Let’s be honest. There are no Cannabis labs, only advertising agencies fronting as Cannabis labs.
No one really cares about delta-9-Thc and monoterpenes except marketing agents. But what about other compounds in the plant? We know they exist, some of them have aromas that stick in our memory for lifetimes.
Why are they ignored?
The real mad Marijuana scientists know this plant, and know it well. I’ve learnt it pretty well myself. I’ve slowly over the years learned the names of all the interesting compounds. I’ve learnt the importance of marker-assisted breeding in multiplying the biosynthesis of the most interesting compounds in Cannabis. And I’ve learned the importance of funding.
The world will never work the way Tesla wanted. No, I’m not talking about the role playing businessman. Nikola Tesla wanted energy to be free, the day it was made possible by man. But in this man-made world, things can not exist until they have been monetized. And in this world stepping on the monetization of others is as good as theft. The timing behind the official discovery of gravity waves is an example proving that funding and competitive spirit, not scientific data, confirmed the existence of the long proposed, well known waveform.

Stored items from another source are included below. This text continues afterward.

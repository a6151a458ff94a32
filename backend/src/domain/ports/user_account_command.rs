//! Driving port for account creation and profile maintenance.

use async_trait::async_trait;

use crate::domain::{
    Caller, Department, DisplayName, EmailAddress, Error, NewPassword, ProfileImage, Role, User,
};

/// Validated input for creating an account.
#[derive(Debug, Clone)]
pub struct CreateUserRequest {
    pub email: EmailAddress,
    pub password: NewPassword,
    pub name: DisplayName,
    pub role: Role,
    pub department: Option<Department>,
}

/// Validated input for a self-service profile update.
#[derive(Debug, Clone, Default)]
pub struct ProfileUpdateRequest {
    pub name: Option<DisplayName>,
    pub image: Option<ProfileImage>,
    pub password: Option<NewPassword>,
}

impl ProfileUpdateRequest {
    /// True when nothing would change.
    pub fn is_empty(&self) -> bool {
        self.name.is_none() && self.image.is_none() && self.password.is_none()
    }
}

#[cfg_attr(test, mockall::automock)]
#[async_trait]
pub trait UserAccountCommand: Send + Sync {
    /// Create an account on behalf of an admin.
    async fn create_user(&self, caller: &Caller, request: CreateUserRequest)
    -> Result<User, Error>;

    /// Update the caller's own profile.
    async fn update_profile(
        &self,
        caller: &Caller,
        request: ProfileUpdateRequest,
    ) -> Result<User, Error>;

    /// Create the admin account unless one with the email already exists.
    ///
    /// Returns `true` when an account was created.
    async fn ensure_admin(
        &self,
        email: EmailAddress,
        password: NewPassword,
        name: DisplayName,
    ) -> Result<bool, Error>;
}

I can do without eco friendly jetpacks and gender neutral hover boards. Electric mind controlled rocket ships and solar powered cool touch flame throwers don’t excite me, but I need that cutting-edge weed and wake up excited about weed every day like it’s Christmas. One aspect of Cannabis I stay perpetually jizzmed is the smell. I like the pungent skunk smell.
Lots of people claim to like the skunk smell. Some even use the polecat as a mascot or namesake. But then they proceed to say some stupid shit, like:
It’s become increasingly more difficult to hold a conversation about weed over the past decade. I have developed a vomit reflex to the t-word.
Now, I can understand why people could assume pine strains smell like pinene or lemon strains smell like limonene (they don’t, more on that later), but skunk? Myrcene? These people are obvious smoking dispo weed.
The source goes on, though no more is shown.